Budget debate: More crucial than ever for S’pore to support the multilateral order, according to Vivian Balakrishnan

With the fortunes of all countries and peoples now increasingly interdependent, people like Singapore value a system where sovereign states – regardless of size – have equal rights; are not subject to the rules of the jungle where might is right; and are not forced to make unkind choices between great powers, Dr Balakrishnan said.

“Multilateralism and economic integration have been a formula for peace and prosperity for many decades since the end of the last World War II,” he added. “You notice I said ‘last world war’ – I betray my anxieties.”

He noted that the rise of protectionism in the context of Covid-19 had also highlighted the importance of a free, open and rules-based multilateral trading system, as embodied by the World Trade Organization; multilateral forums such as the Asia-Pacific Economic Cooperation and the Group of 20; and regional agreements such as the Comprehensive and Progressive Agreement for Trans-Pacific Partnership and the Regional Comprehensive Economic Partnership.

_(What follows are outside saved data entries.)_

//! Reward effects: the milestone banner and the fireworks particle burst.
//!
//! Both are driven by elapsed time passed in from the game loop, never by the
//! wall clock, so they advance in lockstep with the engine.

use std::f32::consts::TAU;
use std::time::Duration;

use rand::rngs::StdRng;
use rand::{Rng, SeedableRng};

use crate::core::{LockEvent, Milestone};
use crate::fb::{CellStyle, FrameBuffer, Rgb};

/// How long a banner or a fireworks show stays up.
pub const EFFECT_DURATION: Duration = Duration::from_secs(5);

const PALETTE: [Rgb; 8] = [
    Rgb::new(255, 0, 0),
    Rgb::new(0, 255, 0),
    Rgb::new(0, 0, 255),
    Rgb::new(255, 255, 0),
    Rgb::new(255, 0, 255),
    Rgb::new(0, 255, 255),
    Rgb::new(255, 165, 0),
    Rgb::new(255, 192, 203),
];

const BURSTS_PER_TRIGGER: usize = 20;
const EXTRA_BURST_CHANCE: f64 = 0.1;
const SPEED_DECAY: f32 = 0.98;
const BIG_CLEAR_LINES: usize = 3;
const BIG_CLEAR_FIREWORKS_CHANCE: f64 = 0.3;

/// One spark of a burst, in terminal cell coordinates.
#[derive(Debug, Clone, Copy, PartialEq)]
pub struct Particle {
    pub x: f32,
    pub y: f32,
    pub color: Rgb,
    /// Cells per frame at 60 frames per second
    pub speed: f32,
    pub angle: f32,
    pub life: f32,
    pub age: f32,
}

impl Particle {
    fn random(x: f32, y: f32, rng: &mut impl Rng) -> Self {
        Self {
            x,
            y,
            color: PALETTE[rng.random_range(0..PALETTE.len())],
            speed: rng.random_range(0.1..0.4),
            angle: rng.random_range(0.0..TAU),
            life: rng.random_range(0.5..1.5),
            age: 0.0,
        }
    }

    /// Advance by `dt` seconds. Returns false once the particle has burnt out.
    pub fn update(&mut self, dt: f32) -> bool {
        self.x += self.angle.cos() * self.speed * dt * 60.0;
        self.y += self.angle.sin() * self.speed * dt * 60.0;
        self.speed *= SPEED_DECAY;
        self.age += dt;
        self.age < self.life
    }

    /// Remaining brightness in `0.0..=1.0`.
    pub fn fade(&self) -> f32 {
        (1.0 - self.age / self.life).clamp(0.0, 1.0)
    }
}

/// Particle bursts over the whole viewport.
#[derive(Debug, Clone)]
pub struct Fireworks {
    width: u16,
    height: u16,
    particles: Vec<Particle>,
    remaining: Duration,
    rng: StdRng,
}

impl Fireworks {
    pub fn new(seed: Option<u64>) -> Self {
        let rng = match seed {
            Some(seed) => StdRng::seed_from_u64(seed),
            None => StdRng::from_os_rng(),
        };
        Self {
            width: 0,
            height: 0,
            particles: Vec::new(),
            remaining: Duration::ZERO,
            rng,
        }
    }

    /// Area new bursts are placed in; call when the terminal size changes.
    pub fn set_area(&mut self, width: u16, height: u16) {
        self.width = width;
        self.height = height;
    }

    pub fn is_active(&self) -> bool {
        !self.remaining.is_zero()
    }

    pub fn particles(&self) -> &[Particle] {
        &self.particles
    }

    /// Add one burst of 50 to 100 particles at a random point.
    pub fn add_burst(&mut self) {
        let x = self.rng.random_range(0.0..self.width.max(1) as f32);
        let y = self.rng.random_range(0.0..self.height.max(1) as f32);
        let count = self.rng.random_range(50..=100);
        for _ in 0..count {
            let p = Particle::random(x, y, &mut self.rng);
            self.particles.push(p);
        }
    }

    /// Start a five second show.
    pub fn trigger(&mut self) {
        self.remaining = EFFECT_DURATION;
        for _ in 0..BURSTS_PER_TRIGGER {
            self.add_burst();
        }
    }

    pub fn stop(&mut self) {
        self.remaining = Duration::ZERO;
        self.particles.clear();
    }

    pub fn update(&mut self, dt: Duration) {
        if self.is_active() {
            self.remaining = self.remaining.saturating_sub(dt);
            if self.remaining.is_zero() {
                self.particles.clear();
            } else if self.rng.random_bool(EXTRA_BURST_CHANCE) {
                self.add_burst();
            }
        }

        let secs = dt.as_secs_f32();
        self.particles.retain_mut(|p| p.update(secs));
    }

    /// Draw live particles over whatever is already in `fb`.
    pub fn render_into(&self, fb: &mut FrameBuffer) {
        for p in &self.particles {
            if p.x < 0.0 || p.y < 0.0 {
                continue;
            }
            let (x, y) = (p.x as u16, p.y as u16);
            let bg = fb.get(x, y).map(|c| c.style.bg).unwrap_or_default();
            let style = CellStyle::new(p.color, bg);
            if p.fade() > 0.5 {
                fb.put_char(x, y, '*', style.bold());
            } else {
                fb.put_char(x, y, '.', style.dim());
            }
        }
    }
}

/// Milestone message that flashes through the palette.
#[derive(Debug, Clone, Default)]
pub struct RewardBanner {
    current: Option<(Milestone, Duration)>,
}

impl RewardBanner {
    pub fn new() -> Self {
        Self::default()
    }

    pub fn show(&mut self, milestone: Milestone) {
        self.current = Some((milestone, Duration::ZERO));
    }

    pub fn update(&mut self, dt: Duration) {
        if let Some((_, elapsed)) = &mut self.current {
            *elapsed += dt;
            if *elapsed >= EFFECT_DURATION {
                self.current = None;
            }
        }
    }

    pub fn milestone(&self) -> Option<Milestone> {
        self.current.map(|(m, _)| m)
    }

    /// Text and color of the banner, if one is showing.
    pub fn current(&self) -> Option<(&'static str, Rgb)> {
        self.current.map(|(m, elapsed)| {
            let idx = (elapsed.as_millis() / 100) as usize % PALETTE.len();
            (m.message(), PALETTE[idx])
        })
    }

    /// Draw centered on row `y`.
    pub fn render_into(&self, fb: &mut FrameBuffer, y: u16) {
        let Some((text, color)) = self.current() else {
            return;
        };
        let text_w = text.chars().count() as u16;
        let x = fb.width().saturating_sub(text_w) / 2;
        let style = CellStyle::new(color, Rgb::new(0, 0, 0)).bold();
        fb.put_str(x, y, text, style);
    }
}

/// Reacts to lock events with banners and fireworks.
#[derive(Debug, Clone)]
pub struct Rewards {
    pub banner: RewardBanner,
    pub fireworks: Fireworks,
    rng: StdRng,
}

impl Rewards {
    pub fn new(seed: Option<u64>) -> Self {
        let rng = match seed {
            Some(seed) => StdRng::seed_from_u64(seed.wrapping_add(1)),
            None => StdRng::from_os_rng(),
        };
        Self {
            banner: RewardBanner::new(),
            fireworks: Fireworks::new(seed),
            rng,
        }
    }

    /// A milestone shows its banner; `Legendary` also fires fireworks, and a
    /// clear of three or more lines fires them with a 30% chance.
    pub fn on_lock(&mut self, event: &LockEvent) {
        if let Some(milestone) = event.milestone {
            self.banner.show(milestone);
            if milestone == Milestone::Legendary {
                self.fireworks.trigger();
                return;
            }
        }
        if event.lines_cleared >= BIG_CLEAR_LINES && self.rng.random_bool(BIG_CLEAR_FIREWORKS_CHANCE)
        {
            self.fireworks.trigger();
        }
    }

    pub fn update(&mut self, dt: Duration) {
        self.banner.update(dt);
        self.fireworks.update(dt);
    }

    /// Clear every running effect, e.g. on restart.
    pub fn reset(&mut self) {
        self.banner = RewardBanner::new();
        self.fireworks.stop();
    }

    pub fn set_area(&mut self, width: u16, height: u16) {
        self.fireworks.set_area(width, height);
    }

    pub fn render_into(&self, fb: &mut FrameBuffer, banner_y: u16) {
        self.fireworks.render_into(fb);
        self.banner.render_into(fb, banner_y);
    }
}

“Even in Singapore, as we face the reluctance of some people against economic integration, it is important to redouble our efforts and reaffirm that this is a key pillar of our economic strategy,” said Dr. Balakrishnan.

In the event of heightened mistrust and rivalry between the United States and China, while trade and economic issues can be negotiated, “disagreements expressed in moralistic or ideological terms – on issues such as human rights man or political systems – quickly lead to dead ends where no compromise is possible,” he noted.

“We hope that both countries will accept the need to review their postures, develop a new modus vivendi and reduce zero-sum competition,” he said, noting that US-China relations would determine also the trajectories of the rest of the world.

“We therefore welcome the efforts of the United States and China to engage at the highest level; to cooperate on global challenges such as climate change and the digital age,” added Dr Balakrishnan, calling for a greater engagement between people as travel restrictions are removed.

“We hope these interactions will foster greater trust and pave the way for a constructive relationship,” he said.